Ajib mengakui pernah menerima ‘uang ketok’ saat menjabat di DPRD Sumatera Utara. ‘Uang ketok’ yang dia maksudkan adalah dana pemulus pengesahan Anggaran Pendapatan dan Belanja Daerah.
Dalam dakwaan Kamaluddin Harahap, terungkap besaran uang pemulus untuk persetujuan laporan Pertanggungjawaban Pelaksanaan APBD Sumatera Utara Tahun 2012. Para anggota DPRD masing-masing mendapat bagian sebesar Rp 12,5 juta dan Sekretaris Fraksi masing-masing Rp 17,5 juta. Adapun Ketua fraksi mendapat bagian Rp 20 juta. Wakil Ketua DPRD masing-masing mendapat Rp 40 juta, dan Ketua DPRD memperoleh Rp 77,5 juta.
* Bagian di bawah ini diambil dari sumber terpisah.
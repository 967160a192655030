//! Bonus aggregation.
//!
//! The resolver sums every contribution for one entity and category:
//!
//! 1. player boost for the category
//! 2. admin-global boost for the category
//! 3. player boost for [`BonusCategory::All`]
//! 4. admin-global boost for [`BonusCategory::All`]
//! 5. equipped crystals bound to the category
//! 6. equipped pets bound to the category
//! 7. synergies whose pet triple is equipped
//!
//! All terms are raw percentages (12.5 means +12.5%) and are purely
//! additive. The resolver never applies the total; callers convert it with
//! [`as_multiplier`] or use it as an additive amount.

use crate::catalog::BonusCatalog;
use crate::category::BonusCategory;
use crate::modifiers::PermanentModifiers;
use crate::types::{EntityId, Timestamp};

/// Read access to the active timed boosts.
///
/// Implementations must answer from current state without blocking; an
/// expired or missing boost is `None`.
pub trait BoostLookup {
    /// Bonus of the entity's active player-scoped boost in `category`.
    fn player_boost(&self, entity: EntityId, category: BonusCategory, now: Timestamp)
    -> Option<f64>;

    /// Bonus of the active admin-global boost in `category`.
    fn admin_boost(&self, category: BonusCategory, now: Timestamp) -> Option<f64>;
}

/// Per-step contributions of one resolution.
#[derive(Clone, Copy, Debug, Default, PartialEq)]
#[cfg_attr(feature = "serde", derive(serde::Serialize, serde::Deserialize))]
pub struct BonusBreakdown {
    pub player: f64,
    pub admin: f64,
    pub player_all: f64,
    pub admin_all: f64,
    pub crystals: f64,
    pub pets: f64,
    pub synergy: f64,
}

impl BonusBreakdown {
    /// Sum of every step, as a percentage.
    pub fn total(&self) -> f64 {
        self.timed() + self.permanent()
    }

    /// Contributions from timed boosts (steps 1-4).
    pub fn timed(&self) -> f64 {
        self.player + self.admin + self.player_all + self.admin_all
    }

    /// Contributions from crystals, pets and synergies (steps 5-7).
    pub fn permanent(&self) -> f64 {
        self.crystals + self.pets + self.synergy
    }
}

/// Stateless aggregator over the catalog.
#[derive(Clone, Copy, Debug)]
pub struct BonusResolver<'a> {
    catalog: &'a BonusCatalog,
}

impl<'a> BonusResolver<'a> {
    pub fn new(catalog: &'a BonusCatalog) -> Self {
        Self { catalog }
    }

    /// Total bonus percentage for `entity` in `category`.
    ///
    /// Never fails: missing data contributes zero.
    pub fn compute_total<L: BoostLookup + ?Sized>(
        &self,
        lookup: &L,
        entity: EntityId,
        modifiers: &PermanentModifiers,
        category: BonusCategory,
        now: Timestamp,
    ) -> f64 {
        self.breakdown(lookup, entity, modifiers, category, now)
            .total()
    }

    /// Same as [`compute_total`](Self::compute_total) but keeps each step.
    ///
    /// Asking for [`BonusCategory::All`] directly reads the "applies to all"
    /// boosts once, in steps 1-2, and leaves steps 3-4 at zero.
    pub fn breakdown<L: BoostLookup + ?Sized>(
        &self,
        lookup: &L,
        entity: EntityId,
        modifiers: &PermanentModifiers,
        category: BonusCategory,
        now: Timestamp,
    ) -> BonusBreakdown {
        let mut out = BonusBreakdown {
            player: lookup.player_boost(entity, category, now).unwrap_or(0.0),
            admin: lookup.admin_boost(category, now).unwrap_or(0.0),
            ..BonusBreakdown::default()
        };

        if !category.is_all() {
            out.player_all = lookup
                .player_boost(entity, BonusCategory::All, now)
                .unwrap_or(0.0);
            out.admin_all = lookup.admin_boost(BonusCategory::All, now).unwrap_or(0.0);
        }

        out.crystals = modifiers.crystal_bonus(self.catalog, category);
        out.pets = modifiers.pet_bonus(self.catalog, category);
        out.synergy = modifiers.synergy_bonus(self.catalog, category);
        out
    }
}

/// Converts a percentage total into a multiplier (`1 + total / 100`).
#[inline]
pub fn as_multiplier(total: f64) -> f64 {
    1.0 + total / 100.0
}
use crate::error::{EconomyError, ErrorSeverity};
use crate::types::{CrystalId, PetId};

/// Errors from crystal and pet operations.
#[derive(Clone, Debug, PartialEq, Eq, thiserror::Error)]
pub enum ModifierError {
    #[error("crystal {0} not found")]
    CrystalNotFound(CrystalId),

    #[error("pet {0} not found")]
    PetNotFound(PetId),

    /// Only revealed crystals can be equipped.
    #[error("crystal {0} has not been revealed")]
    CrystalUnrevealed(CrystalId),
}

impl EconomyError for ModifierError {
    fn severity(&self) -> ErrorSeverity {
        ErrorSeverity::Validation
    }

    fn error_code(&self) -> &'static str {
        match self {
            ModifierError::CrystalNotFound(_) => "MODIFIER_CRYSTAL_NOT_FOUND",
            ModifierError::PetNotFound(_) => "MODIFIER_PET_NOT_FOUND",
            ModifierError::CrystalUnrevealed(_) => "MODIFIER_CRYSTAL_UNREVEALED",
        }
    }
}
Pada 2013, untuk Persetujuan Perubahan APBD Provinsi Sumatera Utara tahun anggaran 2013, masing-masing anggota DPRD mendapat bagian Rp 15 juta. Badan anggaran mendapat tambahan Rp 10 juta, sekretaris fraksi sebesar Rp 10 juta, dan ketua fraksi mendapatkan Rp 15 juta. Wakil Ketua DPRD masing-masing mendapat tambahan Rp 50 juta, Ketua DPRD Rp 150 juta.
Pada 2014, masing-masing anggota DPR mendapat bagian Rp 50 juta, Badan Anggaran DPRD Rp10 juta, dan sekretaris fraksi Rp 10 juta. Ketua fraksi masing-masing mendapat tambahan Rp 15 juta, Wakil Ketua DPRD Rp 75 juta, dan Ketua DPRD Rp 200 juta.